Top of Supplied entries

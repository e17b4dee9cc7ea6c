//! Mode grammar: how relations may be used when forming candidate literals.
//!
//! A mode such as `moviegender(+movie,#gender)` says that the first argument
//! must be an already-bound variable of type `movie` and the second a known
//! constant of type `gender`. Modes are parsed from text by [`parser`];
//! constant pools are derived once from the background facts.

pub mod parser;

use std::collections::{BTreeMap, BTreeSet};
use std::fmt;

use serde::{Deserialize, Serialize};

use crate::error::{ConfigError, ConfigResult};
use crate::term::{Fact, Predicate};

pub use parser::{parse_fact, parse_facts, parse_mode, parse_modes};

// ---------------------------------------------------------------------------
// Mode symbols
// ---------------------------------------------------------------------------

/// How one argument position of a mode may be filled.
#[derive(Debug, Clone, Copy, PartialEq, Eq, Hash, Serialize, Deserialize)]
pub enum ModeSymbol {
    /// `+`: a variable already bound in the head or body.
    Input,
    /// `-`: a fresh variable, or any bound variable of the type.
    Output,
    /// `` ` ``: a fresh variable, or a body-local variable of the type.
    BodyOutput,
    /// `#`: a known constant of the type.
    Constant,
}

impl ModeSymbol {
    pub fn from_char(c: char) -> Option<Self> {
        match c {
            '+' => Some(Self::Input),
            '-' => Some(Self::Output),
            '`' => Some(Self::BodyOutput),
            '#' => Some(Self::Constant),
            _ => None,
        }
    }

    pub fn as_char(self) -> char {
        match self {
            Self::Input => '+',
            Self::Output => '-',
            Self::BodyOutput => '`',
            Self::Constant => '#',
        }
    }
}

impl fmt::Display for ModeSymbol {
    fn fmt(&self, f: &mut fmt::Formatter<'_>) -> fmt::Result {
        write!(f, "{}", self.as_char())
    }
}

// ---------------------------------------------------------------------------
// Modes
// ---------------------------------------------------------------------------

/// One typed argument slot of a mode.
#[derive(Debug, Clone, PartialEq, Eq, Hash, Serialize, Deserialize)]
pub struct ModeArg {
    pub symbol: ModeSymbol,
    pub type_name: String,
}

impl ModeArg {
    pub fn new(symbol: ModeSymbol, type_name: impl Into<String>) -> Self {
        Self {
            symbol,
            type_name: type_name.into(),
        }
    }
}

/// A mode declaration: a predicate and its typed, moded argument slots.
#[derive(Debug, Clone, PartialEq, Eq, Hash, Serialize, Deserialize)]
pub struct Mode {
    pub predicate: Predicate,
    pub arguments: Vec<ModeArg>,
}

impl Mode {
    pub fn new(predicate: impl Into<Predicate>, arguments: Vec<ModeArg>) -> Self {
        Self {
            predicate: predicate.into(),
            arguments,
        }
    }

    pub fn arity(&self) -> usize {
        self.arguments.len()
    }

    /// Argument type names in order, ignoring mode symbols.
    pub fn type_signature(&self) -> Vec<&str> {
        self.arguments
            .iter()
            .map(|a| a.type_name.as_str())
            .collect()
    }
}

impl fmt::Display for Mode {
    fn fmt(&self, f: &mut fmt::Formatter<'_>) -> fmt::Result {
        write!(f, "{}(", self.predicate)?;
        for (i, arg) in self.arguments.iter().enumerate() {
            if i > 0 {
                f.write_str(",")?;
            }
            write!(f, "{}{}", arg.symbol, arg.type_name)?;
        }
        f.write_str(").")
    }
}

/// Check that every mode of a predicate declares the same argument types.
///
/// Returns the shared signature of each predicate on success.
pub fn validate_mode_structure(modes: &[Mode]) -> ConfigResult<BTreeMap<Predicate, Vec<String>>> {
    let mut signatures: BTreeMap<Predicate, Vec<String>> = BTreeMap::new();
    for mode in modes {
        let signature: Vec<String> = mode.arguments.iter().map(|a| a.type_name.clone()).collect();
        match signatures.get(&mode.predicate) {
            Some(existing) if *existing != signature => {
                return Err(ConfigError::InconsistentModes {
                    predicate: mode.predicate.to_string(),
                });
            }
            Some(_) => {}
            None => {
                signatures.insert(mode.predicate.clone(), signature);
            }
        }
    }
    Ok(signatures)
}

// ---------------------------------------------------------------------------
// Constant pools
// ---------------------------------------------------------------------------

/// Known ground values per type, gathered from `#`-moded argument positions.
#[derive(Debug, Clone, Default, PartialEq, Eq)]
pub struct ConstantPool {
    by_type: BTreeMap<String, BTreeSet<String>>,
}

impl ConstantPool {
    pub fn new() -> Self {
        Self::default()
    }

    pub fn insert(&mut self, type_name: impl Into<String>, value: impl Into<String>) {
        self.by_type
            .entry(type_name.into())
            .or_default()
            .insert(value.into());
    }

    /// Constants of a type; empty when the type has none.
    pub fn values(&self, type_name: &str) -> impl Iterator<Item = &str> {
        self.by_type
            .get(type_name)
            .into_iter()
            .flat_map(|set| set.iter().map(String::as_str))
    }

    pub fn get(&self, type_name: &str) -> Option<&BTreeSet<String>> {
        self.by_type.get(type_name)
    }

    pub fn is_empty(&self) -> bool {
        self.by_type.is_empty()
    }
}

/// Collect, for every `#` argument of every mode, the value found at that
/// position in each fact of the mode's predicate.
pub fn derive_constants<'a>(
    modes: &[Mode],
    facts: impl IntoIterator<Item = &'a Fact>,
) -> ConstantPool {
    let facts: Vec<&Fact> = facts.into_iter().collect();
    let mut pool = ConstantPool::new();
    for mode in modes {
        for (position, arg) in mode.arguments.iter().enumerate() {
            if arg.symbol != ModeSymbol::Constant {
                continue;
            }
            for fact in facts.iter().filter(|f| f.predicate == mode.predicate) {
                if let Some(value) = fact.arguments.get(position) {
                    pool.insert(arg.type_name.as_str(), value.as_str());
                }
            }
        }
    }
    pool
}
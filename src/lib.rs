pub mod config;
pub mod controllers;
pub mod middleware;
pub mod models;
pub mod schedule;
pub mod services;
pub mod store;

use std::sync::Arc;

use crate::services::mailer::{Mailer, SmtpMailer};
use crate::store::Store;

// Shared state for the whole application: configuration and store handles
// constructed once at startup and passed into handlers and the sweep
pub struct AppState {
    pub store: Store,
    pub mailer: Arc<dyn Mailer>,
    pub config: config::Config,
}

impl AppState {
    pub fn new(config: config::Config) -> anyhow::Result<Arc<Self>> {
        let store = Store::new(&config.store.data_dir);
        let mailer: Arc<dyn Mailer> = Arc::new(SmtpMailer::from_config(&config.mail)?);

        Ok(Arc::new(Self {
            store,
            mailer,
            config,
        }))
    }
}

Bottom of Supplied entries

→ **Exercise prompt**:
Every line of the data above is to be copied out exactly.

→ **The completed task**:
repository e17b4dee9cc7ea6c
//! Mode grammar: how relations may be used when forming candidate literals.
//!
//! A mode such as `moviegender(+movie,#gender)` says that the first argument
//! must be an already-bound variable of type `movie` and the second a known
//! constant of type `gender`. Modes are parsed from text by [`parser`];
//! constant pools are derived once from the background facts.

pub mod parser;

use std::collections::{BTreeMap, BTreeSet};
use std::fmt;

use serde::{Deserialize, Serialize};

use crate::error::{ConfigError, ConfigResult};
use crate::term::{Fact, Predicate};

pub use parser::{parse_fact, parse_facts, parse_mode, parse_modes};

// ---------------------------------------------------------------------------
// Mode symbols
// ---------------------------------------------------------------------------

/// How one argument position of a mode may be filled.
#[derive(Debug, Clone, Copy, PartialEq, Eq, Hash, Serialize, Deserialize)]
pub enum ModeSymbol {
    /// `+`: a variable already bound in the head or body.
    Input,
    /// `-`: a fresh variable, or any bound variable of the type.
    Output,
    /// `` ` ``: a fresh variable, or a body-local variable of the type.
    BodyOutput,
    /// `#`: a known constant of the type.
    Constant,
}

impl ModeSymbol {
    pub fn from_char(c: char) -> Option<Self> {
        match c {
            '+' => Some(Self::Input),
            '-' => Some(Self::Output),
            '`' => Some(Self::BodyOutput),
            '#' => Some(Self::Constant),
            _ => None,
        }
    }

    pub fn as_char(self) -> char {
        match self {
            Self::Input => '+',
            Self::Output => '-',
            Self::BodyOutput => '`',
            Self::Constant => '#',
        }
    }
}

impl fmt::Display for ModeSymbol {
    fn fmt(&self, f: &mut fmt::Formatter<'_>) -> fmt::Result {
        write!(f, "{}", self.as_char())
    }
}

// ---------------------------------------------------------------------------
// Modes
// ---------------------------------------------------------------------------

/// One typed argument slot of a mode.
#[derive(Debug, Clone, PartialEq, Eq, Hash, Serialize, Deserialize)]
pub struct ModeArg {
    pub symbol: ModeSymbol,
    pub type_name: String,
}

impl ModeArg {
    pub fn new(symbol: ModeSymbol, type_name: impl Into<String>) -> Self {
        Self {
            symbol,
            type_name: type_name.into(),
        }
    }
}

/// A mode declaration: a predicate and its typed, moded argument slots.
#[derive(Debug, Clone, PartialEq, Eq, Hash, Serialize, Deserialize)]
pub struct Mode {
    pub predicate: Predicate,
    pub arguments: Vec<ModeArg>,
}

impl Mode {
    pub fn new(predicate: impl Into<Predicate>, arguments: Vec<ModeArg>) -> Self {
        Self {
            predicate: predicate.into(),
            arguments,
        }
    }

    pub fn arity(&self) -> usize {
        self.arguments.len()
    }

    /// Argument type names in order, ignoring mode symbols.
    pub fn type_signature(&self) -> Vec<&str> {
        self.arguments
            .iter()
            .map(|a| a.type_name.as_str())
            .collect()
    }
}

impl fmt::Display for Mode {
    fn fmt(&self, f: &mut fmt::Formatter<'_>) -> fmt::Result {
        write!(f, "{}(", self.predicate)?;
        for (i, arg) in self.arguments.iter().enumerate() {
            if i > 0 {
                f.write_str(",")?;
            }
            write!(f, "{}{}", arg.symbol, arg.type_name)?;
        }
        f.write_str(").")
    }
}

/// Check that every mode of a predicate declares the same argument types.
///
/// Returns the shared signature of each predicate on success.
pub fn validate_mode_structure(modes: &[Mode]) -> ConfigResult<BTreeMap<Predicate, Vec<String>>> {
    let mut signatures: BTreeMap<Predicate, Vec<String>> = BTreeMap::new();
    for mode in modes {
        let signature: Vec<String> = mode.arguments.iter().map(|a| a.type_name.clone()).collect();
        match signatures.get(&mode.predicate) {
            Some(existing) if *existing != signature => {
                return Err(ConfigError::InconsistentModes {
                    predicate: mode.predicate.to_string(),
                });
            }
            Some(_) => {}
            None => {
                signatures.insert(mode.predicate.clone(), signature);
            }
        }
    }
    Ok(signatures)
}

// ---------------------------------------------------------------------------
// Constant pools
// ---------------------------------------------------------------------------

/// Known ground values per type, gathered from `#`-moded argument positions.
#[derive(Debug, Clone, Default, PartialEq, Eq)]
pub struct ConstantPool {
    by_type: BTreeMap<String, BTreeSet<String>>,
}

impl ConstantPool {
    pub fn new() -> Self {
        Self::default()
    }

    pub fn insert(&mut self, type_name: impl Into<String>, value: impl Into<String>) {
        self.by_type
            .entry(type_name.into())
            .or_default()
            .insert(value.into());
    }

    /// Constants of a type; empty when the type has none.
    pub fn values(&self, type_name: &str) -> impl Iterator<Item = &str> {
        self.by_type
            .get(type_name)
            .into_iter()
            .flat_map(|set| set.iter().map(String::as_str))
    }

    pub fn get(&self, type_name: &str) -> Option<&BTreeSet<String>> {
        self.by_type.get(type_name)
    }

    pub fn is_empty(&self) -> bool {
        self.by_type.is_empty()
    }
}

/// Collect, for every `#` argument of every mode, the value found at that
/// position in each fact of the mode's predicate.
pub fn derive_constants<'a>(
    modes: &[Mode],
    facts: impl IntoIterator<Item = &'a Fact>,
) -> ConstantPool {
    let facts: Vec<&Fact> = facts.into_iter().collect();
    let mut pool = ConstantPool::new();
    for mode in modes {
        for (position, arg) in mode.arguments.iter().enumerate() {
            if arg.symbol != ModeSymbol::Constant {
                continue;
            }
            for fact in facts.iter().filter(|f| f.predicate == mode.predicate) {
                if let Some(value) = fact.arguments.get(position) {
                    pool.insert(arg.type_name.as_str(), value.as_str());
                }
            }
        }
    }
    pool
}
filename src/lib.rs
pub mod config;
pub mod controllers;
pub mod middleware;
pub mod models;
pub mod schedule;
pub mod services;
pub mod store;

use std::sync::Arc;

use crate::services::mailer::{Mailer, SmtpMailer};
use crate::store::Store;

// Shared state for the whole application: configuration and store handles
// constructed once at startup and passed into handlers and the sweep
pub struct AppState {
    pub store: Store,
    pub mailer: Arc<dyn Mailer>,
    pub config: config::Config,
}

impl AppState {
    pub fn new(config: config::Config) -> anyhow::Result<Arc<Self>> {
        let store = Store::new(&config.store.data_dir);
        let mailer: Arc<dyn Mailer> = Arc::new(SmtpMailer::from_config(&config.mail)?);

        Ok(Arc::new(Self {
            store,
            mailer,
            config,
        }))
    }
}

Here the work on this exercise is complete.